Last week, I was wrapping some C++ code for a customer and I was surprised that my code did not work properly. I'm not a C++ programmer and thus this error might have been a typical gotcha but still this was a very surprising behavior.

The code in question was:

void my_routine (CppClass my_obj, int buffer_count, char * buffer) { const char * l_cstr = my_obj->getName().c_str(); memcpy(buffer, l_cstr, buffer_count); }

The line that did not work was the `memcpy' call. It was only tested to fail with Visual Studio 2005 on 64-bit.

I have a workaround and a friend of mine gave me some explanation on this problem. But do you know it? And if you do, do you think the rule is safe?

Comments
  • Peter Gummer (16 years ago 23/6/2008)

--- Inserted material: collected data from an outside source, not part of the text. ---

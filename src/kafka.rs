use crate::event_sender::{EventSenderHandle, NotificationSink, NullSink};
use crate::settings::KafkaSettings;
use anyhow::{Context, Result};
use rdkafka::{producer::FutureProducer, ClientConfig};
use std::sync::Arc;
use tracing::info;

pub fn producer(settings: &KafkaSettings) -> Result<FutureProducer> {
    let mut config = ClientConfig::new();
    let config = settings.config(&mut config);
    let producer: FutureProducer = config
        .set("enable.ssl.certificate.verification", "false")
        .create()
        .context("Failed to create kafka producer")?;
    Ok(producer)
}

/// Publish to Kafka when a broker is configured, otherwise discard events.
pub fn notification_sink(settings: Option<&KafkaSettings>) -> Result<Arc<dyn NotificationSink>> {
    match settings {
        Some(settings) => Ok(Arc::new(EventSenderHandle::new(producer(settings)?))),
        None => {
            info!("No Kafka settings, events will not be published");
            Ok(Arc::new(NullSink))
        }
    }
}
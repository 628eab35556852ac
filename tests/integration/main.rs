mod concurrency;
mod helpers;
mod instruments;
mod price_updates;
mod transactions;
mod valuation;
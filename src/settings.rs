use crate::accounting::{ChargeSchedule, TaxPolicy};
use config::{Config, ConfigError, Environment};
use rdkafka::ClientConfig;
use serde::Deserialize;

#[derive(Debug, Default, Deserialize)]
pub struct AppSettings {
    /// Interval between instrument price refreshes. Zero disables the updater.
    #[serde(default)]
    pub price_refresh_seconds: u64,
    /// Exchange equity listing CSV to register instruments from at startup.
    #[serde(default)]
    pub instrument_listing: Option<String>,
}

#[derive(Debug, Deserialize)]
pub struct Database {
    pub url: String,
    pub name: String,
    #[serde(default = "default_connections")]
    pub connections: usize,
}

fn default_connections() -> usize {
    4
}

impl Database {
    pub fn connection_string(&self) -> String {
        format!("{}/{}", self.url, self.name)
    }
}

#[derive(Debug, Deserialize)]
pub struct KafkaSettings {
    pub bootstrap_servers: String,
    pub security_protocol: String,
    pub sasl_username: Option<String>,
    pub sasl_password: Option<String>,
    pub acks: Option<String>,
}

impl KafkaSettings {
    pub fn config<'a>(&self, config: &'a mut ClientConfig) -> &'a mut ClientConfig {
        config
            .set("bootstrap.servers", &self.bootstrap_servers)
            .set("security.protocol", &self.security_protocol);
        if let (Some(username), Some(password)) = (&self.sasl_username, &self.sasl_password) {
            config
                .set("sasl.mechanisms", "PLAIN")
                .set("sasl.username", username)
                .set("sasl.password", password);
        }
        if let Some(acks) = &self.acks {
            config.set("acks", acks);
        }
        config
    }
}

#[derive(Debug, Deserialize)]
pub struct PricingSettings {
    pub base_url: String,
    #[serde(default = "default_timeout_ms")]
    pub timeout_ms: u64,
}

fn default_timeout_ms() -> u64 {
    5000
}

#[derive(Debug, Deserialize)]
pub struct WebServerSettings {
    pub port: u16,
}

#[derive(Debug, Deserialize)]
pub struct Settings {
    #[serde(default)]
    pub app: AppSettings,
    pub database: Database,
    /// Events are discarded when unset.
    pub kafka: Option<KafkaSettings>,
    pub pricing: PricingSettings,
    pub webserver: WebServerSettings,
    #[serde(default)]
    pub charges: ChargeSchedule,
    #[serde(default)]
    pub tax: TaxPolicy,
}

impl Settings {
    pub fn new() -> Result<Self, ConfigError> {
        let mut s = Config::new();
        s.merge(Environment::new().separator("__"))?;
        s.try_into()
    }
}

    You've got me, Manu. I can't see anything wrong, other than the obvious, typical memcpy() problem that we have no way of knowing whether buffer really does have buffer_count bytes in order to avoid a buffer overflow.

    Maybe some byte-alignment problem on certain platforms?

    I look forward to seeing the answer to this mind-twister! Who needs Sudoku when we have C++?

  • Steven Wurster (16 years ago 23/6/2008)

    Well, aside from Peter's comment about the actual size of the buffer, there is also the issue of not terminating the buffer. The platform may assign more space to the buffer than was allocated (for alignment purposes), and the contents of that extra space are undefined. If you do not terminate the buffer at location buffer_count then the contents of that space could be interpreted (most likely incorrectly) by the caller or whomever. Also don't forget that buffer_count within the routine should be one larger than the result of my_obj->getName().size(), and of course that's how large the buffer should be. You need the room for the termination. I'm also assuming that you are just working with char-based strings here, and not wide characters. You could be trying to copy a wide string into a char* for all I know, which means the size of the buffer needs to be even larger than I noted above.

    On a side note, if all you want to do is copy the contents of a std::string, please put it into another std::string. Don't use char* if you don't have to. If you're working with an API that requires the use of const char*, then just pass the result of the c_str() function to that API. Don't bother with the annoyances of C-based memory management and C-based arrays if you can avoid it.

  • Manu (16 years ago 24/6/2008)

    Not yet the answer but the code that works:

    void my_routine (CppClass my_obj, int buffer_count, char * buffer) { std::string l_str = my_obj->getName(); const char * l_cstr = l_str.c_str(); memcpy(buffer, l_cstr, buffer_count); }

    Go figure!

    • Simon Hudon (16 years ago 24/6/2008)

      It seems like getName creates a new string object and returns it by value. It is copied on the stack of my_routine for the sole purpose of evaluating the expression my_obj->getName().c_str().

      After the evaluation, the object goes out of scope and is therefore destroyed. As I recall, c_str returns a pointer to the inner representation of the string object (probably for efficiency reasons, as most rationales in C/C++).

      When the string object is destroyed, its inner representation is freed. The pointer fed to memcpy is therefore nothing but a dangling pointer which explains the erratic behavior you're talking of.

      The fact that you store it in a local variable delays the freeing of the inner representation of the string so memcpy can do its work properly.

      Am I close?

      Simon

      • Manu (16 years ago 24/6/2008)

        Yes, that's exactly what it is. I wonder how many C++ programmer knows about such a subtle semantics.

        Surprisingly, today someone else posted another C++ odity here.

  • Peter Gummer (16 years ago 25/6/2008)

    Ah ha, 99, very clever!

    It's the oldest trick in the book, 99: deterministic finalization.

    Deterministic finalization, Max?

    Yes, 99, they used to use it in the old days. People even used to like it back then; some people even complained when they took deterministic finalization away and gave everyone garbage collection instead. Can you believe it?